**EXERCISE:**
Using the records below, quote only the span that opens with the line containing "first failure's detail." and closes with the line containing "let results = &self.shared.ports.results;", exactly and inclusively.

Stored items
-=-=-=-=-
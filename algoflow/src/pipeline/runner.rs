//! Stage execution.
//!
//! [`StageRunner`] dispatches one stage at a time for one algorithm:
//! external toolchain stages go through the injected checks and their
//! exit-code gate, the internal stages (equivalence, version, report,
//! notify) run in-process. Every stage runs under the configured
//! timeout; the version stage additionally runs under a run-wide lock
//! so concurrent algorithms never interleave tag creation.

use super::result::StageResult;
use super::state::StageKind;
use crate::artifacts::ArtifactWriter;
use crate::cancellation::CancelToken;
use crate::catalog::{Algorithm, AlgorithmCatalog};
use crate::config::PipelineConfig;
use crate::equivalence::{EquivalenceEngine, EquivalenceReport, ResultSet, ResultSource};
use crate::errors::{EquivalenceMismatch, PipelineError};
use crate::notify::{Notice, ReleaseNotice};
use crate::ports::{ApiDiff, Gate, PipelinePorts};
use crate::version::{release_tag, VersionDecision, VersionResolver};
use parking_lot::RwLock;
use serde::{Deserialize, Serialize};
use std::sync::Arc;
use tokio::sync::Mutex;
use tracing::{debug, error, info, warn};

/// Context shared by every algorithm pipeline of one run.
pub struct RunShared {
    /// Run configuration.
    pub config: PipelineConfig,
    /// Injected collaborators.
    pub ports: PipelinePorts,
    /// The catalog, shared with the orchestrator and updated in place
    /// when versions are released.
    pub catalog: Arc<RwLock<AlgorithmCatalog>>,
    /// Artifact output.
    pub artifacts: ArtifactWriter,
    /// Cooperative cancellation for the whole run.
    pub cancel: Arc<CancelToken>,
    /// Serializes the version stage across algorithms.
    version_gate: Mutex<()>,
}

impl RunShared {
    /// Creates the shared context for one run.
    #[must_use]
    pub fn new(
        config: PipelineConfig,
        ports: PipelinePorts,
        catalog: Arc<RwLock<AlgorithmCatalog>>,
        cancel: Arc<CancelToken>,
    ) -> Self {
        let artifacts = ArtifactWriter::new(config.output_dir.clone());
        Self {
            config,
            ports,
            catalog,
            artifacts,
            cancel,
            version_gate: Mutex::new(()),
        }
    }
}

impl std::fmt::Debug for RunShared {
    fn fmt(&self, f: &mut std::fmt::Formatter<'_>) -> std::fmt::Result {
        f.debug_struct("RunShared")
            .field("config", &self.config)
            .finish_non_exhaustive()
    }
}

/// The version outcome recorded for one algorithm.
#[derive(Debug, Clone, Serialize, Deserialize)]
pub struct VersionOutcome {
    /// The resolved decision.
    pub decision: VersionDecision,
    /// The release tag, when one was created.
    #[serde(default, skip_serializing_if = "Option::is_none")]
    pub tag: Option<String>,
}

/// Data accumulated while one algorithm's stages run, feeding the later
/// stages (report, publish, notify) and the final run record.
#[derive(Debug, Default)]
pub struct RunData {
    /// Equivalence report, once the equivalence stage ran.
    pub equivalence: Option<EquivalenceReport>,
    /// Version outcome, once the version stage ran.
    pub version: Option<VersionOutcome>,
    /// API signature diff, when the collaborator reported one.
    pub api_diff: Option<ApiDiff>,
    /// Commit subjects feeding the changelog and release notes.
    pub commit_subjects: Vec<String>,
}

enum ExecOutcome {
    Passed(Option<String>),
    Skipped(String),
}

/// Runs individual stages for one algorithm.
#[derive(Debug)]
pub struct StageRunner {
    shared: Arc<RunShared>,
}

impl StageRunner {
    /// Creates a runner over the shared run context.
    #[must_use]
    pub fn new(shared: Arc<RunShared>) -> Self {
        Self { shared }
    }

    /// Runs one stage to a finalized result. Exceeding the configured
    /// timeout is a stage failure, never a hang.
    pub async fn run(
        &self,
        algorithm: &Algorithm,
        stage: StageKind,
        data: &mut RunData,
    ) -> StageResult {
        let result = StageResult::running(algorithm.id.clone(), stage);
        debug!(algorithm = %algorithm.id, %stage, "stage started");

        let timeout = self.shared.config.stage_timeout();
        match tokio::time::timeout(timeout, self.execute(algorithm, stage, data)).await {
            Err(_) => {
                warn!(
                    algorithm = %algorithm.id,
                    %stage,
                    timeout_secs = self.shared.config.stage_timeout_secs,
                    "stage timed out"
                );
                result
                    .failed(
                        format!(
                            "stage timed out after {}s",
                            self.shared.config.stage_timeout_secs
                        ),
                        None,
                    )
                    .with_error_kind("infrastructure")
            }
            Ok(Ok(ExecOutcome::Passed(log_ref))) => {
                debug!(algorithm = %algorithm.id, %stage, "stage passed");
                result.passed(log_ref)
            }
            Ok(Ok(ExecOutcome::Skipped(reason))) => {
                debug!(algorithm = %algorithm.id, %stage, %reason, "stage skipped");
                result.skipped(reason)
            }
            Ok(Err(err)) => {
                if matches!(err, PipelineError::Infrastructure(_)) {
                    error!(algorithm = %algorithm.id, %stage, %err, "infrastructure error");
                } else {
                    warn!(algorithm = %algorithm.id, %stage, %err, "stage failed");
                }
                result.failed(err.to_string(), None).with_error_kind(err.kind())
            }
        }
    }

    async fn execute(
        &self,
        algorithm: &Algorithm,
        stage: StageKind,
        data: &mut RunData,
    ) -> Result<ExecOutcome, PipelineError> {
        match stage {
            StageKind::Validation
            | StageKind::Codegen
            | StageKind::Build
            | StageKind::Test => self.run_toolchain(algorithm, stage).await,
            StageKind::Equivalence => self.run_equivalence(algorithm, data).await,
            StageKind::Version => self.run_version(algorithm, data).await,
            StageKind::Report => self.run_report(algorithm, data),
            StageKind::Publish => self.run_publish(algorithm, stage, data).await,
            StageKind::Notify => self.run_notify(algorithm, data).await,
        }
    }

    /// Invokes the external check behind a gated stage and interprets
    /// its exit code: 0 passes, 1 fails the gate, anything else is an
    /// infrastructure error.
    async fn run_toolchain(
        &self,
        algorithm: &Algorithm,
        stage: StageKind,
    ) -> Result<ExecOutcome, PipelineError> {
        let check = self.shared.ports.toolchain.for_stage(stage).ok_or_else(|| {
            PipelineError::Infrastructure(format!("no toolchain check wired for stage '{stage}'"))
        })?;
        let outcome = check.run(algorithm).await?;

        match outcome.gate() {
            Gate::Passed => Ok(ExecOutcome::Passed(outcome.log_ref)),
            Gate::Failed => {
                let mut detail = format!("check exited with code {}", outcome.exit_code);
                if let Some(log_ref) = &outcome.log_ref {
                    detail.push_str(&format!(" (log: {log_ref})"));
                }
                Err(PipelineError::Toolchain {
                    stage: stage.name().to_string(),
                    detail,
                })
            }
            Gate::Infrastructure => Err(PipelineError::Infrastructure(format!(
                "{stage} check exited with unexpected code {}{}",
                outcome.exit_code,
                outcome
                    .log_ref
                    .as_deref()
                    .map(|l| format!(" (log: {l})"))
                    .unwrap_or_default()
            ))),
        }
    }

    /// Loads both result sets, compares them and writes the report.
    /// Any failing case gates the stage with the first failure's detail.
    async fn run_equivalence(
        &self,
        algorithm: &Algorithm,
        data: &mut RunData,
    ) -> Result<ExecOutcome, PipelineError> {
        let results = &self.shared.ports.results;
        let reference_raw = results.load(&algorithm.id, ResultSource::Reference).await?;
        let candidate_raw = results.load(&algorithm.id, ResultSource::Candidate).await?;

        let reference = ResultSet::from_json(&reference_raw, ResultSource::Reference)?;
        let candidate = ResultSet::from_json(&candidate_raw, ResultSource::Candidate)?;

        let engine = EquivalenceEngine::new(self.shared.config.default_tolerance);
        let report = engine.compare(algorithm.id.as_str(), &reference, &candidate);
        info!(algorithm = %algorithm.id, summary = %report.summary(), "equivalence compared");

        let path = self
            .shared
            .artifacts
            .write_equivalence_report(&algorithm.id, &report)?;

        let verdict = if report.all_passed {
            Ok(ExecOutcome::Passed(Some(path.display().to_string())))
        } else {
            let failure = report.first_failure().ok_or_else(|| {
                PipelineError::Infrastructure(
                    "report not all-passed but no failing case recorded".to_string(),
                )
            })?;
            let detail = failure
                .error
                .clone()
                .unwrap_or_else(|| "diverged beyond tolerance".to_string());
            Err(EquivalenceMismatch::new(
                algorithm.id.as_str(),
                failure.test_name.clone(),
                detail,
            )
            .into())
        };
        data.equivalence = Some(report);
        verdict
    }

    /// Derives the next version from commit history and, on release
    /// runs, persists it and creates the release tag. The whole stage
    /// holds the run-wide version gate so tag creation never
    /// interleaves across algorithms.
    async fn run_version(
        &self,
        algorithm: &Algorithm,
        data: &mut RunData,
    ) -> Result<ExecOutcome, PipelineError> {
        let _guard = self.shared.version_gate.lock().await;
        let source_control = &self.shared.ports.source_control;

        let last_tag = match source_control.last_release_tag(&algorithm.id).await {
            Ok(tag) => tag,
            Err(PipelineError::Versioning(detail)) => {
                warn!(algorithm = %algorithm.id, %detail, "no usable release tag, treating as first release");
                None
            }
            Err(err) => return Err(err),
        };

        let subjects = source_control
            .commit_subjects_since(&algorithm.id, last_tag.as_deref())
            .await?;

        let api_diff = match &self.shared.ports.api_surface {
            Some(api) => api.diff(&algorithm.id).await?,
            None => None,
        };
        let api_changed = api_diff.as_ref().is_some_and(|d| d.changed);

        let decision = VersionResolver::new().resolve(algorithm.version, &subjects, api_changed);
        info!(
            algorithm = %algorithm.id,
            previous = %decision.previous,
            next = %decision.next,
            bump = ?decision.bump,
            "version resolved"
        );

        let mut tag = None;
        if self.shared.config.release_branch && decision.released() {
            self.shared
                .catalog
                .write()
                .set_version(&algorithm.id, decision.next)?;
            self.shared
                .artifacts
                .persist_version(algorithm, &decision, &subjects)?;
            let tag_name = release_tag(algorithm.id.as_str(), decision.next);
            self.create_tag_with_retries(&tag_name).await?;
            tag = Some(tag_name);
        }

        let log_ref = tag.clone();
        data.commit_subjects = subjects;
        data.api_diff = api_diff;
        data.version = Some(VersionOutcome { decision, tag });
        Ok(ExecOutcome::Passed(log_ref))
    }

    /// Creates a release tag, retrying a bounded number of times when
    /// the source-control collaborator reports an infrastructure error.
    async fn create_tag_with_retries(&self, tag: &str) -> Result<(), PipelineError> {
        let mut attempt = 0u32;
        loop {
            match self.shared.ports.source_control.create_tag(tag).await {
                Ok(()) => return Ok(()),
                Err(err) if err.is_retryable() && attempt < self.shared.config.infra_retries => {
                    attempt += 1;
                    warn!(tag, attempt, %err, "tag creation failed, retrying");
                }
                Err(err) => return Err(err),
            }
        }
    }

    fn run_report(
        &self,
        algorithm: &Algorithm,
        data: &RunData,
    ) -> Result<ExecOutcome, PipelineError> {
        let outcome = data.version.as_ref().ok_or_else(|| {
            PipelineError::Infrastructure("report stage reached without a version decision".to_string())
        })?;
        let api_diff = data.api_diff.as_ref().and_then(|d| d.diff.as_deref());
        let path = self.shared.artifacts.write_release_notes(
            &algorithm.id,
            &outcome.decision,
            data.equivalence.as_ref(),
            api_diff,
        )?;
        Ok(ExecOutcome::Passed(Some(path.display().to_string())))
    }

    /// Publishes the package. Skipped when the version stage decided
    /// nothing new is being released, so a package version is never
    /// re-published.
    async fn run_publish(
        &self,
        algorithm: &Algorithm,
        stage: StageKind,
        data: &RunData,
    ) -> Result<ExecOutcome, PipelineError> {
        let released = data
            .version
            .as_ref()
            .is_some_and(|v| v.decision.released());
        if !released {
            return Ok(ExecOutcome::Skipped(
                "no new version to publish".to_string(),
            ));
        }
        self.run_toolchain(algorithm, stage).await
    }

    /// Delivers the success notice. On validation-only runs the version
    /// stage resolves a bump without applying it, so the notice reports
    /// the persisted current version, never the hypothetical next one.
    async fn run_notify(
        &self,
        algorithm: &Algorithm,
        data: &RunData,
    ) -> Result<ExecOutcome, PipelineError> {
        let (version, published) = match &data.version {
            Some(outcome) if self.shared.config.release_branch => {
                (outcome.decision.next, outcome.decision.released())
            }
            _ => (algorithm.version, false),
        };

        let mut notice = ReleaseNotice::new(algorithm, version, published);
        if let Some(report) = &data.equivalence {
            notice = notice.with_equivalence(report);
        }
        if let Some(diff) = data.api_diff.as_ref().and_then(|d| d.diff.clone()) {
            notice = notice.with_api_diff(diff);
        }

        self.shared
            .ports
            .notifier
            .deliver(&Notice::Release(notice))
            .await?;
        info!(algorithm = %algorithm.id, published, "release notice delivered");
        Ok(ExecOutcome::Passed(None))
    }
}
-=-=-=-=-
**RESPONSE FOR THIS EXERCISE:**
    /// Any failing case gates the stage with the first failure's detail.
    async fn run_equivalence(
        &self,
        algorithm: &Algorithm,
        data: &mut RunData,
    ) -> Result<ExecOutcome, PipelineError> {
        let results = &self.shared.ports.results;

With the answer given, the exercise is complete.